Tukang Parkir Intip dan Raba Payu Dara Wanita di Toilet Cafe!

Seorang wanita terkena pelecehan seksual oleh tukang parkir di toilet kafe. (Dok.ID Post)

epanrita.net – Kepala Seksi (Kasi) Humas Polres Metro Jakarta Selatan AKP Nurma Dewi mengatakan, pria berinisial ED yang melecehkan perempuan, R, diketahui sebagai tukang parkir.

Polisi telah mengidentifikasi juru parkir berinisial ED sebagai tersangka pelecehan seksual terhadap pengunjung wanita di sebuah kafe di kawasan Melawai, Kebayoran, Jakarta Selatan. Polisi kini resmi menahan tersangka.

Bacaan Lainnya

“Iya (sudah ditahan),” kata Kasubag Humas Polres Metro Jakarta Selatan AKP Nurma kepada wartawan, Kamis (18/8/2022).

Nurma menyebutkan ED ditahan Polres Metro Jakarta Selatan sejak Rabu (17/8). Pelaku mengaku mabuk dan memegang payu dara korban.

“Mulai kemarin ditahan,” ujarnya.

Mengintip Korban di Toilet

Kejadian tersebut terjadi pada Jumat malam (11 Agustus 2022). Pelaku berinisial ED sempat nekat melihat korban SS pipis di kamar mandi kantin.

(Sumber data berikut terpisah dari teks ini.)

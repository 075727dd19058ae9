use futures::StreamExt;
use mimalloc::MiMalloc;
use planetae_db::{BackupMode, Client, Config, LogSink};
use tracing::{error, info};
use tracing_subscriber::{EnvFilter, layer::SubscriberExt, util::SubscriberInitExt};

#[global_allocator]
static GLOBAL: MiMalloc = MiMalloc;

#[tokio::main]
async fn main() -> Result<(), Box<dyn std::error::Error>> {
    dotenvy::dotenv().ok();

    let cfg = Config::from_env()?;

    let env_filter =
        EnvFilter::try_from_default_env().unwrap_or_else(|_| EnvFilter::new(cfg.loglevel.clone()));
    tracing_subscriber::registry()
        .with(env_filter)
        .with(
            tracing_subscriber::fmt::layer()
                .with_level(true)
                .with_target(false),
        )
        .init();

    info!(
        backend = %cfg.backend,
        host = %cfg.host,
        port = cfg.port,
        backup_dir = %cfg.backup_dir.display(),
        loglevel = %cfg.loglevel
    );

    let mut client = Client::for_backend(cfg.backend, cfg.credentials())?
        .automatically_create_database(cfg.automatically_create_database)
        .log(LogSink::current())
        .build();

    let mut failures = 0usize;
    {
        let mut databases = Box::pin(client.databases());
        while let Some(next) = databases.next().await {
            let database = match next {
                Ok(database) => database,
                Err(e) => {
                    error!(error = %e, "cannot open database");
                    failures += 1;
                    continue;
                }
            };
            let path = cfg.backup_dir.join(format!("{}.sql", database.name()));
            match database.backup(&path, BackupMode::Full).await {
                Ok(()) => info!(database = database.name(), path = %path.display(), "backed up"),
                Err(e) => {
                    error!(database = database.name(), error = %e, "backup failed");
                    failures += 1;
                }
            }
            if let Err(e) = database.close().await {
                error!(database = database.name(), error = %e, "close failed");
            }
        }
    }

    client.close().await?;
    if failures > 0 {
        return Err(format!("{failures} database(s) failed to back up").into());
    }
    Ok(())
}
//! Plain data carried across the crate.
//!
//! Layout:
//! - `value.rs`: scalar cell values
//! - `document.rs`: ordered column to value maps (rows, changes, predicates)
//! - `signature.rs`: declarative column definitions for DDL
//! - `description.rs`: introspected table layout
//! - `credentials.rs`: server endpoint and login

pub mod credentials;
pub mod description;
pub mod document;
pub mod signature;
pub mod value;

pub use credentials::Credentials;
pub use description::TableDescription;
pub use document::Document;
pub use signature::Signature;
pub use value::Value;
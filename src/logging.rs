use tracing::Dispatch;

/// Explicit log destination handed to each client and database.
///
/// Events emitted inside [`LogSink::scope`] go to the wrapped dispatcher.
/// A default (empty) sink swallows them instead of falling back to the
/// process-wide subscriber.
#[derive(Clone, Default)]
pub struct LogSink {
    dispatch: Option<Dispatch>,
}

impl LogSink {
    pub fn new(dispatch: Dispatch) -> Self {
        Self {
            dispatch: Some(dispatch),
        }
    }

    /// Sink that discards every event.
    pub fn none() -> Self {
        Self::default()
    }

    /// Capture the dispatcher active for the caller right now.
    pub fn current() -> Self {
        Self::new(tracing::dispatcher::get_default(Dispatch::clone))
    }

    pub fn is_enabled(&self) -> bool {
        self.dispatch.is_some()
    }

    /// Run `f` with this sink as the default dispatcher.
    pub fn scope<T>(&self, f: impl FnOnce() -> T) -> T {
        match &self.dispatch {
            Some(dispatch) => tracing::dispatcher::with_default(dispatch, f),
            None => tracing::dispatcher::with_default(&Dispatch::none(), f),
        }
    }
}

impl std::fmt::Debug for LogSink {
    fn fmt(&self, f: &mut std::fmt::Formatter<'_>) -> std::fmt::Result {
        f.debug_struct("LogSink")
            .field("enabled", &self.is_enabled())
            .finish()
    }
}

impl From<Dispatch> for LogSink {
    fn from(dispatch: Dispatch) -> Self {
        Self::new(dispatch)
    }
}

“Jadi gini nih, korban lagi mau ke WC, ke toilet. Terus, udah gitu, dia kan kebetulan toiletnya itu kan pintunya nggak terlalu tertutup gitu, akhirnya (pelaku) nengok-lah dari sela-sela pintu itu yang di bawah, ngintip. Sesudah gitu, pas udah ngintip, kemudian dia (korban) kan teriak tuh, nggak jadilah dia kencing yang korbannya,” ujar Nurma kepada wartawan, Senin (15/8).

Pelaku menyentuh payu dara korban.

Nurma menjelaskan, korban berteriak saat mengetahui ED mengintip dari atas toilet. Nurma mengatakan, pelaku berdiri di depan pintu kamar mandi dan memegangi payu dara korban saat keluar kamar mandi.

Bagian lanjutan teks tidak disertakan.